Statistics/Data Analysis/Data Cleaning
'Cleaning' refers to the process of removing invalid data points from a dataset.
Many statistical analyses try to find a pattern in a data series, based on a hypothesis or assumption about the nature of the data. 'Cleaning' is the process of removing those data points which are either (a) Obviously disconnected with the effect or assumption which we are trying to isolate, due to some other factor which applies only to those particular data points. (b) Obviously erroneous, i.e. some external error is reflected in that particular data point, either due to a mistake during data collection, reporting etc.
In the process we ignore these particular data points, and conduct our analysis on the remaining data.

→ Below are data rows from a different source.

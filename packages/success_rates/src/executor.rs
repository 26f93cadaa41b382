//! Query execution and backend error classification.

use std::path::{Component, Path, PathBuf};

use duckdb::Connection;
use duckdb::types::Value;
use strum_macros::{AsRefStr, EnumString};

use crate::{Sources, SuccessRatesError};

/// Raw query output: column names and rows of backend values, both in the
/// order the engine produced them.
#[derive(Debug, Clone, Default, PartialEq)]
pub struct QueryTable {
    /// Column names.
    pub columns: Vec<String>,
    /// One entry per row, one value per column.
    pub rows: Vec<Vec<Value>>,
}

/// Runs `query` on `conn` and collects the full result.
///
/// # Errors
///
/// Returns the backend's [`duckdb::Error`] untouched; see
/// [`translate_error`] for classification.
pub fn execute(conn: &Connection, query: &str) -> Result<QueryTable, duckdb::Error> {
    let mut stmt = conn.prepare(query)?;
    stmt.raw_execute()?;

    let columns = stmt.column_names();
    let mut table = QueryTable {
        columns,
        rows: Vec::new(),
    };

    let mut rows = stmt.raw_query();
    while let Some(row) = rows.next()? {
        let values = (0..table.columns.len())
            .map(|idx| row.get::<_, Value>(idx))
            .collect::<Result<Vec<_>, _>>()?;
        table.rows.push(values);
    }

    Ok(table)
}

/// Error class taken from the prefix of a `DuckDB` error message
/// (`"Catalog Error: ..."`).
#[derive(Debug, Clone, Copy, PartialEq, Eq, EnumString, AsRefStr)]
pub enum BackendErrorClass {
    /// Unknown table, or a path no replacement scan recognizes.
    #[strum(serialize = "Catalog")]
    Catalog,
    /// A file couldn't be found or opened.
    #[strum(serialize = "IO")]
    Io,
    /// Input the engine couldn't parse, e.g. a failed CSV sniff.
    #[strum(serialize = "Invalid Input")]
    InvalidInput,
    /// Unknown column or type mismatch. Also raised for a path no reader
    /// claims (`No extension found that is capable of reading the file`).
    #[strum(serialize = "Binder")]
    Binder,
    /// Malformed SQL.
    #[strum(serialize = "Parser")]
    Parser,
    /// Value cast failure.
    #[strum(serialize = "Conversion")]
    Conversion,
    /// The reader for a file's format lives in an extension that isn't
    /// compiled in and couldn't be installed.
    #[strum(serialize = "Extension Autoloading")]
    ExtensionAutoloading,
}

impl BackendErrorClass {
    /// Classifies `error` by its message prefix. `None` for errors that
    /// don't carry one of the known prefixes.
    #[must_use]
    pub fn of(error: &duckdb::Error) -> Option<Self> {
        Self::from_message(&error.to_string())
    }

    fn from_message(message: &str) -> Option<Self> {
        let (prefix, _) = message.split_once(" Error:")?;
        prefix.trim().parse().ok()
    }

    /// Whether a failure of this class, with this message, can mean a file
    /// source exists but has content the engine can't read.
    fn is_unreadable_file(self, message: &str) -> bool {
        match self {
            Self::Catalog | Self::InvalidInput | Self::ExtensionAutoloading => true,
            Self::Binder => message.contains(NO_READER_MESSAGE),
            Self::Io | Self::Parser | Self::Conversion => false,
        }
    }
}

/// Part of the binder message `DuckDB` gives for a path none of its readers
/// claims, e.g. a `.txt` file.
const NO_READER_MESSAGE: &str = "capable of reading";

/// Characters that make `DuckDB` expand a file path as a glob.
const GLOB_CHARS: [char; 3] = ['*', '?', '['];

/// Maps a backend failure onto a domain error.
///
/// * tables + catalog failure: [`SuccessRatesError::TableNotFound`]
/// * files + IO failure: [`SuccessRatesError::FileNotFound`]
/// * files + catalog, invalid-input or extension-autoloading failure, or a
///   binder failure because no reader claims the file:
///   [`SuccessRatesError::FileNotFound`] if any listed path is missing on
///   disk, otherwise [`SuccessRatesError::UnsupportedFileFormat`]
///
/// Glob paths (`runs/*.parquet`) are expanded by the engine, so only the
/// directory in front of the first wildcard is checked for existence.
///
/// Everything else, including binder failures about the data itself (a
/// missing `vehicle_type` column), is returned as
/// [`SuccessRatesError::Database`] unchanged.
#[must_use]
pub fn translate_error(error: duckdb::Error, sources: &Sources<'_>) -> SuccessRatesError {
    let message = error.to_string();
    let Some(class) = BackendErrorClass::from_message(&message) else {
        return error.into();
    };
    log::debug!("Backend {} error for {sources:?}: {message}", class.as_ref());

    match (sources, class) {
        (Sources::Tables { .. }, BackendErrorClass::Catalog) => {
            SuccessRatesError::TableNotFound { message }
        }
        (Sources::Files(_), BackendErrorClass::Io) => SuccessRatesError::FileNotFound { message },
        (Sources::Files(paths), class) if class.is_unreadable_file(&message) => {
            match first_missing(paths) {
                Some(path) => SuccessRatesError::FileNotFound {
                    message: format!("{}: {message}", path.display()),
                },
                None => SuccessRatesError::UnsupportedFileFormat { message },
            }
        }
        _ => error.into(),
    }
}

/// First path that doesn't exist. Paths whose existence can't be checked
/// count as missing.
fn first_missing(paths: &[PathBuf]) -> Option<&Path> {
    paths
        .iter()
        .find(|path| !existence_root(path).try_exists().unwrap_or(false))
        .map(PathBuf::as_path)
}

/// The path itself, or for a glob the directory in front of its first
/// wildcard component (`.` for a relative glob like `*.csv`).
fn existence_root(path: &Path) -> PathBuf {
    let mut root = PathBuf::new();
    for component in path.components() {
        let wildcard = matches!(
            component,
            Component::Normal(part) if part.to_string_lossy().contains(GLOB_CHARS)
        );
        if wildcard {
            if root.as_os_str().is_empty() {
                root.push(".");
            }
            return root;
        }
        root.push(component);
    }
    root
}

'Cleaning' frequently involves human judgement to decide which points are valid and which are not, and there is a chance of valid data points caused by some effect not sufficiently accounted for in the hypothesis/assumption behind the analytical method applied.
The points to be cleaned are generally extreme outliers. 'Outliers' are those points which stand out for not following a pattern which is generally visible in the data. One way of detecting outliers is to plot the data points (if possible) and visually inspect the resultant plot for points which lie far outside the general distribution. Another way is to run the analysis on the entire dataset, and then eliminating those points which do not meet mathematical 'control limits' for variability from a trend, and then repeating the analysis on the remaining data.
Cleaning may also be done judgementally, for example in a sales forecast by ignoring historical data from an area/unit which has a tendency to misreport sales figures. To take another example, in a double blind medical test a doctor may disregard the results of a volunteer whom the doctor happens to know in a non-professional context.
'Cleaning' may also sometimes be used to refer to various other judgemental/mathematical methods of validating data and removing suspect data.
The importance of having clean and reliable data in any statistical analysis cannot be stressed enough. Often, in real-world applications the analyst may get mesmerised by the complexity or beauty of the method being applied, while the data itself may be unreliable and lead to results which suggest courses of action without a sound basis. A good statistician/researcher (personal opinion) spends 90% of his/her time on collecting and cleaning data, and developing hypothesis which cover as many external explainable factors as possible, and only 10% on the actual mathematical manipulation of the data and deriving results.